I sometimes have trouble sleeping, and I don’t think I’m the only one in this situation! Indeed, many people experience difficulties finding restorative sleep.
Circadian rhythm disorders, which can result in insomnia or non-restorative sleep, are more common than you might think. In fact, according to this study, they are the second leading cause of mental disorders worldwide.
Natural sleep aids, gentle on the body and non-addictive, are an excellent starting point for a peaceful night’s sleep. They may promote balance and serenity of the body and mind without resorting to medication.
I invite you to discover or rediscover three types of natural sleep aids tested and approved.
1. Relaxing herbal teas

“Calm Night”, “Restorative Sleep”, “Peaceful Night”… The labels abound on packages of nighttime herbal teas.
Check for the presence of plants like chamomile, linden, valerian, or passionflower, known for their relaxing effects, as shown by this study.
I also found this study, which specifically looked at the therapeutic effects of chamomile on insomnia and sleep quality.
In this study, lavender was used to reduce anxiety in people awaiting chemotherapy, and the results were very positive. By reducing anxiety and stress, it’s then easier to fall asleep.
I recommend steeping them in hot water and consuming them before bedtime to promote a relaxed state conducive to sleep.
2. Melatonin

Our bodies naturally produce this hormone. It regulates the sleep cycle and its production is influenced by daylight. Thus, it decreases in the morning and increases in the evening.
Sometimes some people have a melatonin deficiency that causes sleep disorders.
It is found as a dietary supplement. The melatonin used is often synthesized in a laboratory.
Although there are also forms of melatonin derived from animal sources, the majority of products are synthetic to ensure the purity and safety of the supplement.
To choose your melatonin wisely, read the labels and opt for supplements without additives. Some are immediate-release, perfect for falling asleep right away, while others have a delayed onset and extended release.
Non-habit-forming, melatonin supplements help regulate your biological clock. A good aid for people with jet lag or those working night shifts, for example as shown by this study.
Good to know: melatonin secretion declines with age, according to this study.
Read also | A pharmacist selected the 3 best melatonin supplements on the market
3. Essential oils

The leaves of lavender, bergamot, Roman chamomile, or orange blossom have relaxing properties particularly effective as essential oils.
I recommend putting a few drops of essential oil on your pillow. Or diffusing some in your room to create a calming atmosphere, making it easier to fall asleep.
If you don’t want to soak your bedding, a few drops on a cotton pad placed on your bedside table will do the trick too!
My tips for sleeping well: establish bedtime rituals
Sleep rituals are very important because they help prepare the brain for the next time you fall asleep.

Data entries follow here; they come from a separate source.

pub mod api;
pub mod category;
pub mod commands;
pub mod config;
pub mod display;
pub mod error;
pub mod filter;
pub mod poll;
pub mod types;

pub use api::ApiClient;
pub use category::{CategoryCode, MAIN_CATEGORY_LABELS};
pub use config::Config;
pub use error::{DeskError, Result};
pub use filter::{ChannelFilter, TicketFilter, ViewPreset, attention_tickets};
pub use poll::{
    DETAIL_POLL_PERIOD, LIST_POLL_PERIOD, PollHandle, Snapshot, spawn_detail_poll, spawn_list_poll,
};
pub use types::{
    AuthorType, Channel, FaqArticle, FaqPayload, Language, Message, NewMessage, NewTicket,
    OverviewMetrics, RequestType, Ticket, TicketDetails, TicketPriority, TicketStatus,
    TicketStatusUpdate, VALID_CHANNELS, VALID_LANGUAGES, VALID_PRIORITIES, VALID_REQUEST_TYPES,
    VALID_STATUSES,
};
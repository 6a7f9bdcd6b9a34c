//! Codec for the compound FAQ category code.
//!
//! Knowledge-base articles carry an optional machine code of the form
//! `main:sub` (e.g. `technical_support:CONNECTION_WIFI`) or a bare sub-code.
//! The main half references the request-type categories; the sub half is a
//! free-form machine code.

use once_cell::sync::Lazy;
use std::collections::HashMap;

/// A decoded category code. `main` is empty when the code carried no prefix.
#[derive(Debug, Clone, PartialEq, Eq, Default)]
pub struct CategoryCode {
    pub main: String,
    pub sub: String,
}

impl CategoryCode {
    /// Split a code on the first colon. `a:b:c` decodes to main `a`,
    /// sub `b:c`; a bare code decodes to an empty main.
    pub fn decode(code: &str) -> Self {
        if code.is_empty() {
            return CategoryCode::default();
        }
        match code.split_once(':') {
            Some((main, sub)) if !sub.is_empty() => CategoryCode {
                main: main.to_string(),
                sub: sub.to_string(),
            },
            Some((main, _)) => {
                // Trailing colon: treat the left segment as the sub-code,
                // matching the split(":", 2) behavior of the original views
                CategoryCode {
                    main: String::new(),
                    sub: main.to_string(),
                }
            }
            None => CategoryCode {
                main: String::new(),
                sub: code.to_string(),
            },
        }
    }

    /// Encode a (main, sub) pair back into a wire code. An empty sub-code
    /// after trimming yields `None`; an empty main yields the bare sub-code.
    pub fn encode(main: &str, sub: &str) -> Option<String> {
        let sub = sub.trim();
        if sub.is_empty() {
            return None;
        }
        if main.is_empty() {
            Some(sub.to_string())
        } else {
            Some(format!("{}:{}", main, sub))
        }
    }

    /// Re-encode this decoded pair
    pub fn to_code(&self) -> Option<String> {
        Self::encode(&self.main, &self.sub)
    }

    /// Human-readable label for the main half, falling back to the raw code
    pub fn main_label(&self) -> Option<&str> {
        if self.main.is_empty() {
            return None;
        }
        Some(
            MAIN_CATEGORY_LABELS
                .get(self.main.as_str())
                .copied()
                .unwrap_or(self.main.as_str()),
        )
    }
}

/// Labels for the request-type main categories, as shown by the FAQ editor
pub static MAIN_CATEGORY_LABELS: Lazy<HashMap<&'static str, &'static str>> = Lazy::new(|| {
    HashMap::from([
        ("problem", "Что-то не работает"),
        ("question", "Есть вопрос"),
        ("feedback", "Предложение или отзыв"),
        ("career", "Работа и стажировки"),
        ("partner", "Партнёрство и сотрудничество"),
        ("other", "Другое"),
    ])
});

#[cfg(test)]
mod tests {
    use super::*;

    #[test]
    fn test_decode_bare_code() {
        let code = CategoryCode::decode("CONNECTION_WIFI");
        assert_eq!(code.main, "");
        assert_eq!(code.sub, "CONNECTION_WIFI");
    }

    #[test]
    fn test_decode_compound_code() {
        let code = CategoryCode::decode("technical_support:CONNECTION_WIFI");
        assert_eq!(code.main, "technical_support");
        assert_eq!(code.sub, "CONNECTION_WIFI");
    }

    #[test]
    fn test_decode_empty() {
        assert_eq!(CategoryCode::decode(""), CategoryCode::default());
    }

    #[test]
    fn test_decode_splits_on_first_colon_only() {
        let code = CategoryCode::decode("a:b:c");
        assert_eq!(code.main, "a");
        assert_eq!(code.sub, "b:c");
    }

    #[test]
    fn test_encode() {
        assert_eq!(
            CategoryCode::encode("technical_support", "CONNECTION_WIFI"),
            Some("technical_support:CONNECTION_WIFI".to_string())
        );
        assert_eq!(
            CategoryCode::encode("", "CONNECTION_WIFI"),
            Some("CONNECTION_WIFI".to_string())
        );
        assert_eq!(CategoryCode::encode("", ""), None);
        assert_eq!(CategoryCode::encode("problem", "  "), None);
    }

    #[test]
    fn test_encode_trims_sub() {
        assert_eq!(
            CategoryCode::encode("problem", " BILLING_TARIFF "),
            Some("problem:BILLING_TARIFF".to_string())
        );
    }

    #[test]
    fn test_roundtrip() {
        for main in ["", "problem", "question", "feedback", "career", "partner", "other"] {
            for sub in ["CONNECTION_WIFI", "BILLING_TARIFF", "X"] {
                let encoded = CategoryCode::encode(main, sub).unwrap();
                let decoded = CategoryCode::decode(&encoded);
                assert_eq!(decoded.main, main);
                assert_eq!(decoded.sub, sub);
            }
        }
    }

    #[test]
    fn test_main_label() {
        let code = CategoryCode::decode("problem:CONNECTION_WIFI");
        assert_eq!(code.main_label(), Some("Что-то не работает"));
        let unknown = CategoryCode::decode("weird:SUB");
        assert_eq!(unknown.main_label(), Some("weird"));
        let bare = CategoryCode::decode("SUB");
        assert_eq!(bare.main_label(), None);
    }
}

Here are some habits to adopt alongside natural sleep aids to optimize your sleep.
- Turn off your screens —phone, computer, and TV—at least 2 hours before bedtime, as they disrupt melatonin production and stimulate the retina
- Take a cool shower because lowering your body’s temperature helps you fall asleep
- Dim the lights in your bedroom
- Do relaxation exercises: yoga, breathing exercises…
- Repeat the same ritual every night before going to bed so that your body and mind relax and understand that it’s time to sleep.
Are you experiencing significant sleep problems? Are they impacting your daily life? Talk to your doctor who can guide you toward appropriate treatments based on your specific issue.